Quels bels emboîtements en cascade pour un cataclysme en marche avec tout un peuple ! Litanie scandée par l’indication des deux narrateurs, et passage superbe à propos de l’écho dans « le matériau de ces innombrables corps immobiles » du message « messianique » nazi.
Sur les traces de sa mère déportée, Austerlitz visite Terezín avec son bazar, sa forteresse et son musée du ghetto.
« Il ne me semble pas que nous connaissions les règles qui président au retour du passé, mais j’ai de plus en plus l’impression que le temps n’existe absolument pas, qu’au contraire il n’y a que des espaces imbriqués les uns dans les autres selon les lois d’une stéréométrie supérieure, que les vivants et les morts au gré de leur humeur peuvent passer de l’un à l’autre, et plus j’y réfléchis, plus il me semble que nous qui sommes encore en vie, nous sommes aux yeux des morts des êtres irréels, qui parfois seulement deviennent visibles, sous un éclairage particulier et à la faveur de conditions atmosphériques bien précises. »

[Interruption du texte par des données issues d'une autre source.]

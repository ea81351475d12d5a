//! Split-resistant parsing for `data: …` Server-Sent Event streams.
//!
//! Upstream chunks may cut an event anywhere: inside the `data: ` prefix,
//! inside the JSON payload, or between two events. The buffer re-assembles
//! complete lines across those boundaries; an unterminated tail is retained
//! until the next chunk arrives (or discarded when the stream ends).

const DATA_PREFIX: &[u8] = b"data: ";

/// Terminal sentinel of OpenAI-style SSE streams. Carries no usage.
pub const DONE_SENTINEL: &str = "[DONE]";

/// Append-only byte buffer yielding complete SSE lines.
#[derive(Debug, Default)]
pub struct SseLineBuffer {
    buffered: Vec<u8>,
}

impl SseLineBuffer {
    pub fn new() -> Self {
        Self::default()
    }

    /// Append a raw chunk as received from the upstream.
    pub fn push(&mut self, chunk: &[u8]) {
        self.buffered.extend_from_slice(chunk);
    }

    /// Pop the next complete line, without its trailing newline.
    /// Returns `None` when only an unterminated tail remains.
    pub fn next_line(&mut self) -> Option<Vec<u8>> {
        let newline = self.buffered.iter().position(|&b| b == b'\n')?;
        let mut line: Vec<u8> = self.buffered.drain(..=newline).collect();
        line.pop();
        if line.last() == Some(&b'\r') {
            line.pop();
        }
        Some(line)
    }

    /// Bytes held for the next chunk.
    pub fn buffered_len(&self) -> usize {
        self.buffered.len()
    }

    /// Drop everything still buffered.
    pub fn clear(&mut self) {
        self.buffered.clear();
    }
}

/// Strip the `data: ` prefix from a complete SSE line.
pub fn data_payload(line: &[u8]) -> Option<&[u8]> {
    line.strip_prefix(DATA_PREFIX)
}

Dans la foulée, il relate son séjour à Marienbad avec Marie de Verneuil (une Française dont il est proche), dans un étrange ressenti de désarroi et de discordance dû à sa résistance au retour de sa mémoire. Il reconnaît sourdement la gare Wilson d’où il partit pour Londres, envoyé par ses parents avec son petit sac à dos. La pérégrination dans l’espace et le temps continue avec Nuremberg, puis le camp de Theresienstadt. Dans ce dernier, les Allemands ont reconstitué une fallacieuse vitrine bienséante du ghetto afin de leurrer une commission d’inspection, aussi sinistre que cynique mascarade filmée « soit à des fins de propagande, soit pour légitimer à leurs yeux toute cette entreprise » : Le Führer offre une ville aux Juifs.
Ensuite Austerlitz cherche trace de son père, Maximilian, disparu à Paris.
« Ce genre d’intuitions me viennent immanquablement en des lieux qui appartiennent davantage au passé qu’au présent. Par exemple, lors de mes pérégrinations en ville, je jette quelque part un coup d’œil dans l’une de ces cours intérieures où rien n’a changé depuis des décennies, et je sens, physiquement presque, le cours du temps se ralentir dès qu’il entre dans le champ de gravitation des choses oubliées. Tous les moments de notre vie me semblent alors réunis en un seul espace, comme si les événements à venir existaient déjà et attendaient seulement que nous nous y retrouvions enfin, de même que, une fois que nous répondons à une invitation, nous nous retrouvons à l’heure dite dans la maison où nous devions nous rendre. Et ne serait-il pas pensable, poursuivit Austerlitz, que nous ayons aussi des rendez-vous dans le passé, dans ce qui a été et qui est déjà en grande part effacé, et que nous allions retrouver des lieux et des personnes qui, au-delà du temps d’une certaine manière, gardent un lien avec nous ? »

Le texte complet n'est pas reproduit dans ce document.